■ Exercise
Starting with the first line and ending with the last, copy the entries word for word.

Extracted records
╔══

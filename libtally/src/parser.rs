use crate::loader::{ingest, ingest_str, LedgerLine, SourceLocation};
use crate::statement::{
    AccountClose, AccountOpen, BalanceAssertion, ConfigDirective, ExchangeRateSet, Group, Item,
    MatchPattern,
};
use crate::tag::Tag;
use crate::transaction::Transaction;
use crate::LedgerError;

use anyhow::{anyhow, Result};
use chrono::{NaiveDate, NaiveDateTime};
use log::debug;
use pest::error::{Error as PestError, LineColLocation};
use pest::iterators::{Pair, Pairs};
use pest::Parser;

use std::path::Path;

pub const TIMESTAMP_FORMAT: &str = "%Y-%m-%dT%H:%M";
pub const DAYSTAMP_FORMAT: &str = "%Y-%m-%d";

#[derive(Parser)]
#[grammar = "ledger.pest"]
pub struct LedgerParser;

pub fn parse_file(path: &Path) -> Result<Vec<Item>> {
    parse(&ingest(path)?)
}

pub fn parse_str(input: &str) -> Result<Vec<Item>> {
    parse(&ingest_str(input, "<input>")?)
}

/// Turn loaded lines into IR items, in file order.
pub fn parse(lines: &[LedgerLine]) -> Result<Vec<Item>> {
    let mut input = String::new();
    for line in lines {
        input.push_str(&line.text);
        input.push('\n');
    }

    let locator = Locator { lines };
    let mut ast = LedgerParser::parse(Rule::ledger, &input).map_err(|e| locator.syntax(e))?;
    let ledger = next(&mut ast, "ledger")?;

    let mut parser = StatementParser {
        locator: &locator,
        patterns: Vec::new(),
        items: Vec::new(),
    };
    for statement in ledger.into_inner() {
        if statement.as_rule() == Rule::EOI {
            continue;
        }
        let location = locator.at(&statement);
        parser
            .statement(statement)
            .map_err(|e| located(&location, e))?;
    }

    Ok(parser.items)
}

/// Maps positions in the joined parser input back to the lines they came from.
pub(crate) struct Locator<'l> {
    lines: &'l [LedgerLine],
}

impl<'l> Locator<'l> {
    fn line(&self, line: usize) -> SourceLocation {
        let idx = line.saturating_sub(1).min(self.lines.len().saturating_sub(1));
        self.lines
            .get(idx)
            .map(|l| l.location.clone())
            .unwrap_or_else(|| SourceLocation::new("<empty>", 0))
    }

    pub(crate) fn at(&self, pair: &Pair<'_, Rule>) -> SourceLocation {
        self.line(pair.as_span().start_pos().line_col().0)
    }

    fn syntax(&self, err: PestError<Rule>) -> anyhow::Error {
        let line = match err.line_col {
            LineColLocation::Pos((line, _)) | LineColLocation::Span((line, _), _) => line,
        };
        let location = self.line(line);
        let text = self
            .lines
            .get(line.saturating_sub(1))
            .map(|l| l.text.as_str())
            .unwrap_or("end of input");
        LedgerError::syntax(&location, format!("{} in `{}`", err.variant.message(), text))
    }
}

/// Errors raised by helpers that know nothing about locations become syntax
/// errors at `location`.
pub(crate) fn located(location: &SourceLocation, err: anyhow::Error) -> anyhow::Error {
    if err.downcast_ref::<LedgerError>().is_some() {
        err
    } else {
        LedgerError::syntax(location, format!("{}", err))
    }
}

struct StatementParser<'p> {
    locator: &'p Locator<'p>,
    patterns: Vec<MatchPattern>,
    items: Vec<Item>,
}

impl<'p> StatementParser<'p> {
    fn statement(&mut self, statement: Pair<'_, Rule>) -> Result<()> {
        let locator = self.locator;
        match statement.as_rule() {
            Rule::set_statement => self
                .items
                .push(Item::Config(ConfigDirective::parse(statement, locator)?)),
            Rule::open_statement => self
                .items
                .push(Item::AccountOpen(AccountOpen::parse(statement, locator)?)),
            Rule::close_statement => self
                .items
                .push(Item::AccountClose(AccountClose::parse(statement, locator)?)),
            Rule::rates_statement => self
                .items
                .push(Item::ExchangeRates(ExchangeRateSet::parse(statement, locator)?)),
            Rule::balance_statement => self
                .items
                .push(Item::BalanceAssertion(BalanceAssertion::parse(statement, locator)?)),
            Rule::group_statement => self
                .items
                .push(Item::Group(Group::parse(statement, locator)?)),
            Rule::match_statement => {
                let pattern = MatchPattern::parse(statement, locator)?;
                debug!("registered {} pattern for {:?}", pattern.keyword, pattern.accounts);
                self.patterns.push(pattern);
            }
            Rule::expense_statement
            | Rule::revenue_statement
            | Rule::transfer_statement
            | Rule::dividend_statement => {
                let transactions = Transaction::parse(statement, locator, &self.patterns)?;
                self.items
                    .extend(transactions.into_iter().map(Item::Transaction));
            }
            _ => {
                return Err(anyhow!(format!(
                    "unexpected token: {}",
                    statement.as_str()
                )))
            }
        };
        Ok(())
    }
}

/// Parse every tag line of a `with_block`, each at its own location.
pub(crate) fn parse_with(block: Pair<'_, Rule>, locator: &Locator<'_>) -> Result<Vec<Tag>> {
    block
        .into_inner()
        .map(|tag| {
            let location = locator.at(&tag);
            Tag::parse(tag, &location)
        })
        .collect()
}

pub fn next<'a>(pairs: &mut Pairs<'a, Rule>, what: &str) -> Result<Pair<'a, Rule>> {
    pairs
        .next()
        .ok_or(anyhow!(format!("invalid next token, expected {}", what)))
}

/// `YYYY-MM-DDTHH:MM`, or `YYYY-MM-DD` for midnight.
pub fn parse_timestamp(s: &str) -> Result<NaiveDateTime> {
    if let Ok(ts) = NaiveDateTime::parse_from_str(s, TIMESTAMP_FORMAT) {
        return Ok(ts);
    }
    NaiveDate::parse_from_str(s, DAYSTAMP_FORMAT)
        .map_err(|e| anyhow!(format!("invalid timestamp '{}': {}", s, e)))?
        .and_hms_opt(0, 0, 0)
        .ok_or(anyhow!(format!("invalid timestamp '{}'", s)))
}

╚══

■ Solution to this task
filename libtally/src/parser.rs
use crate::loader::{ingest, ingest_str, LedgerLine, SourceLocation};
use crate::statement::{
    AccountClose, AccountOpen, BalanceAssertion, ConfigDirective, ExchangeRateSet, Group, Item,
    MatchPattern,
};
use crate::tag::Tag;
use crate::transaction::Transaction;
use crate::LedgerError;

use anyhow::{anyhow, Result};
use chrono::{NaiveDate, NaiveDateTime};
use log::debug;
use pest::error::{Error as PestError, LineColLocation};
use pest::iterators::{Pair, Pairs};
use pest::Parser;

use std::path::Path;

pub const TIMESTAMP_FORMAT: &str = "%Y-%m-%dT%H:%M";
pub const DAYSTAMP_FORMAT: &str = "%Y-%m-%d";

#[derive(Parser)]
#[grammar = "ledger.pest"]
pub struct LedgerParser;

pub fn parse_file(path: &Path) -> Result<Vec<Item>> {
    parse(&ingest(path)?)
}

pub fn parse_str(input: &str) -> Result<Vec<Item>> {
    parse(&ingest_str(input, "<input>")?)
}

/// Turn loaded lines into IR items, in file order.
pub fn parse(lines: &[LedgerLine]) -> Result<Vec<Item>> {
    let mut input = String::new();
    for line in lines {
        input.push_str(&line.text);
        input.push('\n');
    }

    let locator = Locator { lines };
    let mut ast = LedgerParser::parse(Rule::ledger, &input).map_err(|e| locator.syntax(e))?;
    let ledger = next(&mut ast, "ledger")?;

    let mut parser = StatementParser {
        locator: &locator,
        patterns: Vec::new(),
        items: Vec::new(),
    };
    for statement in ledger.into_inner() {
        if statement.as_rule() == Rule::EOI {
            continue;
        }
        let location = locator.at(&statement);
        parser
            .statement(statement)
            .map_err(|e| located(&location, e))?;
    }

    Ok(parser.items)
}

/// Maps positions in the joined parser input back to the lines they came from.
pub(crate) struct Locator<'l> {
    lines: &'l [LedgerLine],
}

impl<'l> Locator<'l> {
    fn line(&self, line: usize) -> SourceLocation {
        let idx = line.saturating_sub(1).min(self.lines.len().saturating_sub(1));
        self.lines
            .get(idx)
            .map(|l| l.location.clone())
            .unwrap_or_else(|| SourceLocation::new("<empty>", 0))
    }

    pub(crate) fn at(&self, pair: &Pair<'_, Rule>) -> SourceLocation {
        self.line(pair.as_span().start_pos().line_col().0)
    }

    fn syntax(&self, err: PestError<Rule>) -> anyhow::Error {
        let line = match err.line_col {
            LineColLocation::Pos((line, _)) | LineColLocation::Span((line, _), _) => line,
        };
        let location = self.line(line);
        let text = self
            .lines
            .get(line.saturating_sub(1))
            .map(|l| l.text.as_str())
            .unwrap_or("end of input");
        LedgerError::syntax(&location, format!("{} in `{}`", err.variant.message(), text))
    }
}

/// Errors raised by helpers that know nothing about locations become syntax
/// errors at `location`.
pub(crate) fn located(location: &SourceLocation, err: anyhow::Error) -> anyhow::Error {
    if err.downcast_ref::<LedgerError>().is_some() {
        err
    } else {
        LedgerError::syntax(location, format!("{}", err))
    }
}

struct StatementParser<'p> {
    locator: &'p Locator<'p>,
    patterns: Vec<MatchPattern>,
    items: Vec<Item>,
}

impl<'p> StatementParser<'p> {
    fn statement(&mut self, statement: Pair<'_, Rule>) -> Result<()> {
        let locator = self.locator;
        match statement.as_rule() {
            Rule::set_statement => self
                .items
                .push(Item::Config(ConfigDirective::parse(statement, locator)?)),
            Rule::open_statement => self
                .items
                .push(Item::AccountOpen(AccountOpen::parse(statement, locator)?)),
            Rule::close_statement => self
                .items
                .push(Item::AccountClose(AccountClose::parse(statement, locator)?)),
            Rule::rates_statement => self
                .items
                .push(Item::ExchangeRates(ExchangeRateSet::parse(statement, locator)?)),
            Rule::balance_statement => self
                .items
                .push(Item::BalanceAssertion(BalanceAssertion::parse(statement, locator)?)),
            Rule::group_statement => self
                .items
                .push(Item::Group(Group::parse(statement, locator)?)),
            Rule::match_statement => {
                let pattern = MatchPattern::parse(statement, locator)?;
                debug!("registered {} pattern for {:?}", pattern.keyword, pattern.accounts);
                self.patterns.push(pattern);
            }
            Rule::expense_statement
            | Rule::revenue_statement
            | Rule::transfer_statement
            | Rule::dividend_statement => {
                let transactions = Transaction::parse(statement, locator, &self.patterns)?;
                self.items
                    .extend(transactions.into_iter().map(Item::Transaction));
            }
            _ => {
                return Err(anyhow!(format!(
                    "unexpected token: {}",
                    statement.as_str()
                )))
            }
        };
        Ok(())
    }
}

/// Parse every tag line of a `with_block`, each at its own location.
pub(crate) fn parse_with(block: Pair<'_, Rule>, locator: &Locator<'_>) -> Result<Vec<Tag>> {
    block
        .into_inner()
        .map(|tag| {
            let location = locator.at(&tag);
            Tag::parse(tag, &location)
        })
        .collect()
}

pub fn next<'a>(pairs: &mut Pairs<'a, Rule>, what: &str) -> Result<Pair<'a, Rule>> {
    pairs
        .next()
        .ok_or(anyhow!(format!("invalid next token, expected {}", what)))
}

/// `YYYY-MM-DDTHH:MM`, or `YYYY-MM-DD` for midnight.
pub fn parse_timestamp(s: &str) -> Result<NaiveDateTime> {
    if let Ok(ts) = NaiveDateTime::parse_from_str(s, TIMESTAMP_FORMAT) {
        return Ok(ts);
    }
    NaiveDate::parse_from_str(s, DAYSTAMP_FORMAT)
        .map_err(|e| anyhow!(format!("invalid timestamp '{}': {}", s, e)))?
        .and_hms_opt(0, 0, 0)
        .ok_or(anyhow!(format!("invalid timestamp '{}'", s)))
}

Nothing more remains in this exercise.